(Dataset records begins)

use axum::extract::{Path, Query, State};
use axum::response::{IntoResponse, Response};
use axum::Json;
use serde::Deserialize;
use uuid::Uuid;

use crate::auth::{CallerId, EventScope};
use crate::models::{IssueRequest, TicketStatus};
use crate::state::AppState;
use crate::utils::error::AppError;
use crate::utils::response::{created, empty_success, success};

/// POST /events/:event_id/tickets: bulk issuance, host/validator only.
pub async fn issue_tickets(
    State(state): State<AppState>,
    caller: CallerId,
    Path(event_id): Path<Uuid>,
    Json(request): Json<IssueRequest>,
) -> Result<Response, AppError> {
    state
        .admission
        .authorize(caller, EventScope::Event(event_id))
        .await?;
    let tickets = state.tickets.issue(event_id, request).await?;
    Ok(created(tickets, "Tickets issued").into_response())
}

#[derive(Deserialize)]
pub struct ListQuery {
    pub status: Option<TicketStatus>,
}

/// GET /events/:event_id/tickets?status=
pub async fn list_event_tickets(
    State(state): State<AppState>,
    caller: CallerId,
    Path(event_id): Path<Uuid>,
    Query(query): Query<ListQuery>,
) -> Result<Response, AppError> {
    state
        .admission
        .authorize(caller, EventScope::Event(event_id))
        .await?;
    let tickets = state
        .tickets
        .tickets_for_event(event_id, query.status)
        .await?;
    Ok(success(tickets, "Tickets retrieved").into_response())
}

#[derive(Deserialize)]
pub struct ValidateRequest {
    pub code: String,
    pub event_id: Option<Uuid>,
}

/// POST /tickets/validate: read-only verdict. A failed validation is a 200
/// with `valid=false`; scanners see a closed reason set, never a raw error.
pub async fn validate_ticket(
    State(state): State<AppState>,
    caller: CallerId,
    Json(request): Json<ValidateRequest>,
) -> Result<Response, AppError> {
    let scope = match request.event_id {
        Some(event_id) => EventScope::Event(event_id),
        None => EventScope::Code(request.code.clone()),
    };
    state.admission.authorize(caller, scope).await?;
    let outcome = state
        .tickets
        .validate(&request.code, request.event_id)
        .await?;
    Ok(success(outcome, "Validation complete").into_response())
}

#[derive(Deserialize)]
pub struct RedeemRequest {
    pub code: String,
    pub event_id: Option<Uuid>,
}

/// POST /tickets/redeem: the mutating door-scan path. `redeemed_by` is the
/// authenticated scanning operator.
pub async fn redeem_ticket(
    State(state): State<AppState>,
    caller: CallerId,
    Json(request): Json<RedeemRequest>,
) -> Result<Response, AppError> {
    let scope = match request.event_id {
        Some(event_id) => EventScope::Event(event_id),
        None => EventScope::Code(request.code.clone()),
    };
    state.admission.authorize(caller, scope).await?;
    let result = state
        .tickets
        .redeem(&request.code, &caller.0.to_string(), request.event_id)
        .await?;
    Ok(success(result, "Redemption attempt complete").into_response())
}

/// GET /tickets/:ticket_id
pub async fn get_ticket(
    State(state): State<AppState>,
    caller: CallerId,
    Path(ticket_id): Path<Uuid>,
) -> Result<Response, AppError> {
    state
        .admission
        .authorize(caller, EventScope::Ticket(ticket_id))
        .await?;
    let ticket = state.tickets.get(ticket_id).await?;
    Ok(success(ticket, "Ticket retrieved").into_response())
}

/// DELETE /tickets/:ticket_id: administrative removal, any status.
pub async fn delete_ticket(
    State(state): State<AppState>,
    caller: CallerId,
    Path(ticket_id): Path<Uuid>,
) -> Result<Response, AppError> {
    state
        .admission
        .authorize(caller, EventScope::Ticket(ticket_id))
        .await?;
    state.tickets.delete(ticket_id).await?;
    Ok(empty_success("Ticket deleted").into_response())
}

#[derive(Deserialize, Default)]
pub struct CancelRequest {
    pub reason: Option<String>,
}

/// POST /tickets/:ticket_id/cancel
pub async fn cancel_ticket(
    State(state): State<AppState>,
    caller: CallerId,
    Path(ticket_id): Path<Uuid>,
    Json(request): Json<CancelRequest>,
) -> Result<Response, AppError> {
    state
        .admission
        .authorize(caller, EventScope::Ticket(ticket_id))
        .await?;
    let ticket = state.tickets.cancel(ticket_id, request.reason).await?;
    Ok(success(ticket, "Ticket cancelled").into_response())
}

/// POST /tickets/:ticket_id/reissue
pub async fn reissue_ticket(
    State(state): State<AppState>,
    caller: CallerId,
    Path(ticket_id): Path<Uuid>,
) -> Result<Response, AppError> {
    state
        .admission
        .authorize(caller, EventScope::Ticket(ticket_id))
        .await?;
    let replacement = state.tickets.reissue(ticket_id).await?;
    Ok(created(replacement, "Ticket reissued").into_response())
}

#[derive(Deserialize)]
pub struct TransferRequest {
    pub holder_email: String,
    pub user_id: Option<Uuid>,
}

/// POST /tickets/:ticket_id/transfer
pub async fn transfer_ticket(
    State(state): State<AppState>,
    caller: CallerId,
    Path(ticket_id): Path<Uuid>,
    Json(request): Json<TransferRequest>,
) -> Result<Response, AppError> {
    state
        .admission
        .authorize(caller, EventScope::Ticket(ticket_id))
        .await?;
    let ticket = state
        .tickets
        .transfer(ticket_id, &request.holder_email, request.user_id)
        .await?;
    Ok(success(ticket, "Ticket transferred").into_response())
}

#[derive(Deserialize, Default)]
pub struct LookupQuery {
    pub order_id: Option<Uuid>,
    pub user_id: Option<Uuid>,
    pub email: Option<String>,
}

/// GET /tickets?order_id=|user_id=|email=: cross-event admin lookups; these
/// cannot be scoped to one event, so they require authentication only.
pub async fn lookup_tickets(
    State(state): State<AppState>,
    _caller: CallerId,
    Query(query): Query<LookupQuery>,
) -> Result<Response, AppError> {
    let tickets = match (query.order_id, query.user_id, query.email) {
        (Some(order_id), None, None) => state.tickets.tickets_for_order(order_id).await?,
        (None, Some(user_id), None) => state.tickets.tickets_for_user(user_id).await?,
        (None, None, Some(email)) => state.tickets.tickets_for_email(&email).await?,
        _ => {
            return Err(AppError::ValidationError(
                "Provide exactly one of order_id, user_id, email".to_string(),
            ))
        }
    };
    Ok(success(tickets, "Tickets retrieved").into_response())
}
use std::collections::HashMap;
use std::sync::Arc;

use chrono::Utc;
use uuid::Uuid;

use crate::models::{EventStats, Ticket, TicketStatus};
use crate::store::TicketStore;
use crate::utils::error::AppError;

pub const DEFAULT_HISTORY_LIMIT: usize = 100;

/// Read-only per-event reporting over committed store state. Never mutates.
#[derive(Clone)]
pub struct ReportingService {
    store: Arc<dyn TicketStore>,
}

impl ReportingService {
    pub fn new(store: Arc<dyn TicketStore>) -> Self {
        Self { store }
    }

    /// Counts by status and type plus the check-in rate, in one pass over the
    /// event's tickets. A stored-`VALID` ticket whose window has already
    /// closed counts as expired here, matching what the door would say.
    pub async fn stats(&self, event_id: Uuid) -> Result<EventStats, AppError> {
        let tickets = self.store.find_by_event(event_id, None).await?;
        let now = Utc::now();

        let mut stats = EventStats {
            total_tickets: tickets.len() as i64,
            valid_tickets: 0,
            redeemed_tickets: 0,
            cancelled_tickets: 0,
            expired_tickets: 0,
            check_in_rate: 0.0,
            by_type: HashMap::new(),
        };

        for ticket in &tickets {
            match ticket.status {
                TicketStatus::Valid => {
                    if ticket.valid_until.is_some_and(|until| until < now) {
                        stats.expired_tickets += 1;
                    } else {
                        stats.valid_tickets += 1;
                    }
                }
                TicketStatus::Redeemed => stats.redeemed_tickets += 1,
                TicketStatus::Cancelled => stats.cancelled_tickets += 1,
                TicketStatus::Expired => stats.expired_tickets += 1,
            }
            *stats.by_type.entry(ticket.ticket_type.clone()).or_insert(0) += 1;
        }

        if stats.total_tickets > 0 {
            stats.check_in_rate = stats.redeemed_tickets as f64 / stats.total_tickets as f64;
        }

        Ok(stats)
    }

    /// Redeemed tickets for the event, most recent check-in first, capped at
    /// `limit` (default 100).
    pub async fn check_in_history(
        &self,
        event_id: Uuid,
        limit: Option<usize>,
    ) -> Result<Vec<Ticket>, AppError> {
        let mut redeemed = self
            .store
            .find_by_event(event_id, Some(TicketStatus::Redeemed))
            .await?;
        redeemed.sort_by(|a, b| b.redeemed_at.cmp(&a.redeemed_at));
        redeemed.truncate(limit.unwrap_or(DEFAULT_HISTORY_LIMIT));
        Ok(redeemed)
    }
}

(Dataset records ends)

From the entries, copy out each line containing the word "Json".

use axum::Json;
    Json(request): Json<IssueRequest>,
    Json(request): Json<ValidateRequest>,
    Json(request): Json<RedeemRequest>,
    Json(request): Json<CancelRequest>,
    Json(request): Json<TransferRequest>,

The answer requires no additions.